SAN JOSE, COSTA RICA-

La Carpio is a 9 mile square piece of land wedged between landfills and sewage runoffs located on the outskirts of Costa Rica’s capital city, San Jose. Nearly 20 years ago Nicaraguan refugees trying to escape a civil war, corrupt government and extreme poverty began a settlement there out of scraps of corrugated tin and whatever else they could find. The shanty town grew rapidly as the Nicaraguan immigrants found more opportunities for work and took advantage of the Costa Rican treaty which grants all people living in the country free health care and education. Currently there are over 34,000 people living in La Carpio and despite better opportunities, poverty and crime are rampant.

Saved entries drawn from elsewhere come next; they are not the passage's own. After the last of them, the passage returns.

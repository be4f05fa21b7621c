//! Run reports: one record per script touched by a run.
//!
//! The engine hands records to a [`ReportWriter`]; [`JsonReportWriter`]
//! keeps an append-only JSON array per run kind on disk.

use std::fs;
use std::path::{Path, PathBuf};

use chrono::{DateTime, Utc};
use serde::{Deserialize, Serialize};

use crate::error::{MigrateError, MigrateResult};

#[derive(Debug, Clone, Copy, PartialEq, Eq, Serialize, Deserialize)]
#[serde(rename_all = "SCREAMING_SNAKE_CASE")]
pub enum RecordStatus {
    Success,
    Failed,
    RolledBack,
}

impl std::fmt::Display for RecordStatus {
    fn fmt(&self, f: &mut std::fmt::Formatter<'_>) -> std::fmt::Result {
        match self {
            RecordStatus::Success => write!(f, "SUCCESS"),
            RecordStatus::Failed => write!(f, "FAILED"),
            RecordStatus::RolledBack => write!(f, "ROLLED_BACK"),
        }
    }
}

/// Outcome of one script within a run.
#[derive(Debug, Clone, PartialEq, Eq, Serialize, Deserialize)]
#[serde(rename_all = "camelCase")]
pub struct MigrationRecord {
    pub script_name: String,
    pub status: RecordStatus,
    #[serde(rename = "timestamp")]
    pub applied_at: DateTime<Utc>,
}

impl MigrationRecord {
    /// Record stamped with the current time.
    pub fn now(script_name: impl Into<String>, status: RecordStatus) -> Self {
        Self {
            script_name: script_name.into(),
            status,
            applied_at: Utc::now(),
        }
    }
}

/// Which executor produced a report.
#[derive(Debug, Clone, Copy, PartialEq, Eq)]
pub enum RunKind {
    Migrate,
    Rollback,
}

impl RunKind {
    /// Report file relative to the report root.
    pub fn relative_path(self) -> PathBuf {
        match self {
            RunKind::Migrate => Path::new("migrate").join("migration_report.json"),
            RunKind::Rollback => Path::new("rollback").join("rollback_report.json"),
        }
    }
}

/// Destination for run records.
pub trait ReportWriter: Send + Sync {
    fn write(&self, kind: RunKind, records: &[MigrationRecord]) -> MigrateResult<()>;
}

/// Discards every report.
#[derive(Debug, Default, Clone, Copy)]
pub struct NoopReportWriter;

impl ReportWriter for NoopReportWriter {
    fn write(&self, _kind: RunKind, _records: &[MigrationRecord]) -> MigrateResult<()> {
        Ok(())
    }
}

/// Appends records to `<root>/migrate/migration_report.json` and
/// `<root>/rollback/rollback_report.json`.
#[derive(Debug, Clone)]
pub struct JsonReportWriter {
    root: PathBuf,
}

impl JsonReportWriter {
    pub fn new(root: impl Into<PathBuf>) -> Self {
        Self { root: root.into() }
    }

    pub fn path(&self, kind: RunKind) -> PathBuf {
        self.root.join(kind.relative_path())
    }

    /// Every record stored for `kind`, oldest first.
    pub fn read_all(&self, kind: RunKind) -> MigrateResult<Vec<MigrationRecord>> {
        let path = self.path(kind);
        if !path.exists() {
            return Ok(Vec::new());
        }
        let content = fs::read_to_string(&path).map_err(|source| MigrateError::Report {
            path: path.clone(),
            source,
        })?;
        if content.trim().is_empty() {
            return Ok(Vec::new());
        }
        serde_json::from_str(&content).map_err(|e| MigrateError::Report {
            path,
            source: e.into(),
        })
    }
}

impl ReportWriter for JsonReportWriter {
    fn write(&self, kind: RunKind, records: &[MigrationRecord]) -> MigrateResult<()> {
        if records.is_empty() {
            return Ok(());
        }
        let path = self.path(kind);
        let report_err = |source: std::io::Error| MigrateError::Report {
            path: path.clone(),
            source,
        };

        let mut all = self.read_all(kind)?;
        all.extend_from_slice(records);

        if let Some(parent) = path.parent() {
            fs::create_dir_all(parent).map_err(report_err)?;
        }
        let json = serde_json::to_string_pretty(&all).map_err(|e| report_err(e.into()))?;
        fs::write(&path, json).map_err(report_err)?;

        tracing::info!(path = %path.display(), records = records.len(), "report updated");
        Ok(())
    }
}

In 1997 the Costa Rican Humanitarian Foundation, led by the resilient Gail Nystrom, infiltrated the community setting up schools, clinics, daycares, planting gardens, painting murals, sponsoring soccer players, building better sidewalks, donating food, clothing and many, many other programs. One of the most important features Nystrom’s work is trying to make La Carpio a model to reverse the poverty cycle.

Nystrom first came to Costa Rica in 1978 with the Peace Corps and never left. Although she spearheads projects throughout Costa Rica it is La Carpio where her heart resides. Between her phone which rings incessantly, to her mind which can bounce between multiple conversations in a single breath, her energy seems limitless. As she drives around in her beat-up old van locals call out her nickname “Giselle” (which is easier for them to pronounce than Gail) like a well-loved local hero. She laughs and jokes with “the boys” the local gangs, who eye my camera menacingly, and is a sign of hope to the mother with three hungry babies and no food in their house. From dawn till dusk Nystrom is on the move visiting with the children and teachers at the daycares, fielding emails from donors, working with numerous volunteers and simply being present in a community otherwise ignored.

Nystrom has faith in the durability of her projects, saying they are “sustainable in spirit, sustainable in infrastructure, sustainable in the services they give to people,” and that the women and men of La Carpio she has helped develop the program will keep things going. She works tirelessly to instill a sense of pride and self-worth in the community because she believes in order for La Carpio to thrive and succeed the people in the community need to care. Her methods are working. Despite lingering drug and gang violence things have improved vastly. Many people have concrete walled homes, are getting proper educations and are able to leave the barrio, and simply seeing the brightly colored buildings and smiles on the children’s faces reflect an overall better spirit throughout the community.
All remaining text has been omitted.